A novel hybrid analysis and modeling approach applied to aluminum electrolysis process

Abstract Aluminum electrolysis cells are characterized by harsh environments where several measurements have to be done manually. Due to the operational costs related to manual sampling, the sampling rates of these measurements are low. Therefore, the information in the data can be limited, making it challenging to develop robust data-driven methods for aluminum electrolysis process. A broad array of physics-based models have been developed throughout the years to provide excellent system knowledge about the dynamics in the aluminum electrolysis cells. However, due to highly complex and interrelated sub-processes, the state-of-the-art physics-based models are insufficient to accurately express the dynamics in the cell. The combination of inadequate prediction models and low sampling rates makes estimating process variables in the aluminum electrolysis process less accurate than what is desired for optimal and safe operation of the cells. In this paper, a novel hybrid modeling approach that addresses insufficient prediction models and low sampling rates is suggested. The novel hybrid modeling approach involves manipulating a measured signal with a first principle model estimate.

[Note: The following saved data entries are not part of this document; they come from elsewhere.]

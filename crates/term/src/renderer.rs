//! TerminalRenderer: flushes a framebuffer to a real terminal.
//!
//! The first frame (and any frame after a resize or [`TerminalRenderer::invalidate`])
//! is a full redraw; every other frame only rewrites runs of changed cells.
//! Style escapes are only emitted when the style actually changes.

use std::io::{self, Write};

use anyhow::Result;

use crossterm::{
    cursor,
    event::{DisableMouseCapture, EnableMouseCapture},
    style::{
        Attribute, Color, Print, ResetColor, SetAttribute, SetBackgroundColor, SetForegroundColor,
    },
    terminal, QueueableCommand,
};

use crate::fb::{CellStyle, FrameBuffer, Rgb};

pub struct TerminalRenderer<W: Write = io::Stdout> {
    out: W,
    last: Option<FrameBuffer>,
    buf: Vec<u8>,
}

impl TerminalRenderer<io::Stdout> {
    pub fn new() -> Self {
        Self::with_writer(io::stdout())
    }

    /// Switch the real terminal into game mode (raw, alternate screen, mouse).
    pub fn enter(&mut self) -> Result<()> {
        terminal::enable_raw_mode()?;
        self.buf.clear();
        self.buf.queue(terminal::EnterAlternateScreen)?;
        self.buf.queue(cursor::Hide)?;
        self.buf.queue(terminal::DisableLineWrap)?;
        self.buf.queue(EnableMouseCapture)?;
        self.flush_buf()?;
        Ok(())
    }

    pub fn exit(&mut self) -> Result<()> {
        self.buf.clear();
        self.buf.queue(DisableMouseCapture)?;
        self.buf.queue(ResetColor)?;
        self.buf.queue(SetAttribute(Attribute::Reset))?;
        self.buf.queue(terminal::EnableLineWrap)?;
        self.buf.queue(cursor::Show)?;
        self.buf.queue(terminal::LeaveAlternateScreen)?;
        self.flush_buf()?;
        terminal::disable_raw_mode()?;
        Ok(())
    }
}

impl Default for TerminalRenderer<io::Stdout> {
    fn default() -> Self {
        Self::new()
    }
}

impl<W: Write> TerminalRenderer<W> {
    pub fn with_writer(out: W) -> Self {
        Self {
            out,
            last: None,
            buf: Vec::with_capacity(64 * 1024),
        }
    }

    /// Force the next draw to be a full redraw.
    ///
    /// Useful on terminal resize events.
    pub fn invalidate(&mut self) {
        self.last = None;
    }

    /// Draw a framebuffer, swapping it into internal state.
    ///
    /// Callers should keep one `FrameBuffer` and pass it in every frame.
    /// The renderer diffs against the previous frame and then swaps buffers
    /// so the caller can reuse the old one without cloning.
    pub fn draw_swap(&mut self, fb: &mut FrameBuffer) -> Result<()> {
        self.buf.clear();
        let mut prev = match self.last.take() {
            Some(prev) if prev.width() == fb.width() && prev.height() == fb.height() => {
                encode_diff_into(&prev, fb, &mut self.buf)?;
                prev
            }
            Some(mut prev) => {
                encode_full_into(fb, &mut self.buf)?;
                prev.resize(fb.width(), fb.height());
                prev
            }
            None => {
                encode_full_into(fb, &mut self.buf)?;
                FrameBuffer::new(fb.width(), fb.height())
            }
        };
        self.flush_buf()?;

        std::mem::swap(&mut prev, fb);
        self.last = Some(prev);
        Ok(())
    }

    pub fn writer(&self) -> &W {
        &self.out
    }

    fn flush_buf(&mut self) -> Result<()> {
        self.out.write_all(&self.buf)?;
        self.out.flush()?;
        Ok(())
    }
}

/// Encode a full-frame redraw into `out`.
///
/// This builds a sequence of crossterm commands without writing to the terminal.
pub fn encode_full_into(fb: &FrameBuffer, out: &mut Vec<u8>) -> Result<()> {
    out.queue(terminal::Clear(terminal::ClearType::All))?;
    let mut pen = Pen::default();
    for y in 0..fb.height() {
        pen.run(out, fb, 0, y, fb.width())?;
    }
    pen.finish(out)
}

/// Encode a diff redraw (changed runs) into `out`.
///
/// This builds a sequence of crossterm commands without writing to the terminal.
pub fn encode_diff_into(prev: &FrameBuffer, next: &FrameBuffer, out: &mut Vec<u8>) -> Result<()> {
    let mut pen = Pen::default();
    let mut dirty = false;
    for_each_changed_run(prev, next, |x, y, len| {
        dirty = true;
        pen.run(out, next, x, y, len)
    })?;
    if dirty {
        pen.finish(out)?;
    }
    Ok(())
}

/// Tracks the terminal's current style so unchanged attributes are not re-sent.
#[derive(Default)]
struct Pen {
    style: Option<CellStyle>,
}

impl Pen {
    /// Print `len` cells of row `y` starting at column `x`.
    fn run(&mut self, out: &mut Vec<u8>, fb: &FrameBuffer, x: u16, y: u16, len: u16) -> Result<()> {
        out.queue(cursor::MoveTo(x, y))?;
        for dx in 0..len {
            let cell = fb.get(x + dx, y).unwrap_or_default();
            self.apply(out, cell.style)?;
            out.queue(Print(cell.ch))?;
        }
        Ok(())
    }

    fn apply(&mut self, out: &mut Vec<u8>, next: CellStyle) -> Result<()> {
        let prev = self.style;
        if prev == Some(next) {
            return Ok(());
        }
        let attrs_changed = prev.map_or(true, |p| p.bold != next.bold || p.dim != next.dim);
        if attrs_changed {
            // Resetting attributes also resets colors; resend both below.
            out.queue(SetAttribute(Attribute::Reset))?;
            if next.bold {
                out.queue(SetAttribute(Attribute::Bold))?;
            }
            if next.dim {
                out.queue(SetAttribute(Attribute::Dim))?;
            }
        }
        if attrs_changed || prev.map_or(true, |p| p.fg != next.fg) {
            out.queue(SetForegroundColor(rgb_to_color(next.fg)))?;
        }
        if attrs_changed || prev.map_or(true, |p| p.bg != next.bg) {
            out.queue(SetBackgroundColor(rgb_to_color(next.bg)))?;
        }
        self.style = Some(next);
        Ok(())
    }

    fn finish(self, out: &mut Vec<u8>) -> Result<()> {
        out.queue(ResetColor)?;
        out.queue(SetAttribute(Attribute::Reset))?;
        Ok(())
    }
}

fn rgb_to_color(rgb: Rgb) -> Color {
    Color::Rgb {
        r: rgb.r,
        g: rgb.g,
        b: rgb.b,
    }
}

fn for_each_changed_run(
    prev: &FrameBuffer,
    next: &FrameBuffer,
    mut f: impl FnMut(u16, u16, u16) -> Result<()>,
) -> Result<()> {
    if prev.width() != next.width() || prev.height() != next.height() {
        for y in 0..next.height() {
            f(0, y, next.width())?;
        }
        return Ok(());
    }

    let w = next.width();
    let same = |x: u16, y: u16| prev.get(x, y) == next.get(x, y);

    for y in 0..next.height() {
        let mut x = 0;
        while x < w {
            if same(x, y) {
                x += 1;
                continue;
            }
            let start = x;
            while x < w && !same(x, y) {
                x += 1;
            }
            f(start, y, x - start)?;
        }
    }

    Ok(())
}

This manipulation, which consists of subtracting the first principle model estimate from the measurements of the signal, produces a residual that represents the unmodeled dynamics in the signal. Since the unmodeled dynamics of the measured signal is much sparser than the measured signal itself, this manipulation enables utilizing a powerful technique for estimating sparse signals from only a few measurements. The technique is called compressed sensing. The manipulated data is used as input data in a compressed sensing algorithm which produces a high fidelity estimate of the unmodeled dynamics in the original signal. Thus, the novelty in this article is two-fold. First, compressed sensing is introduced to the field of aluminum electrolysis. Second, the novel technique of sparsifying a measured signal with a first principle model in order to utilize compressed sensing on the measured data is introduced. The signal estimate of the unmodeled dynamics is integrated into an Extended Kalman filter as a pseudo measurement to improve the estimation of the system states. The novel method applies to signals with stationary periodical unmodeled dynamics. The case study in this article is conducted on simulated data of a sub-process describing the mass balance in an aluminum electrolysis cell.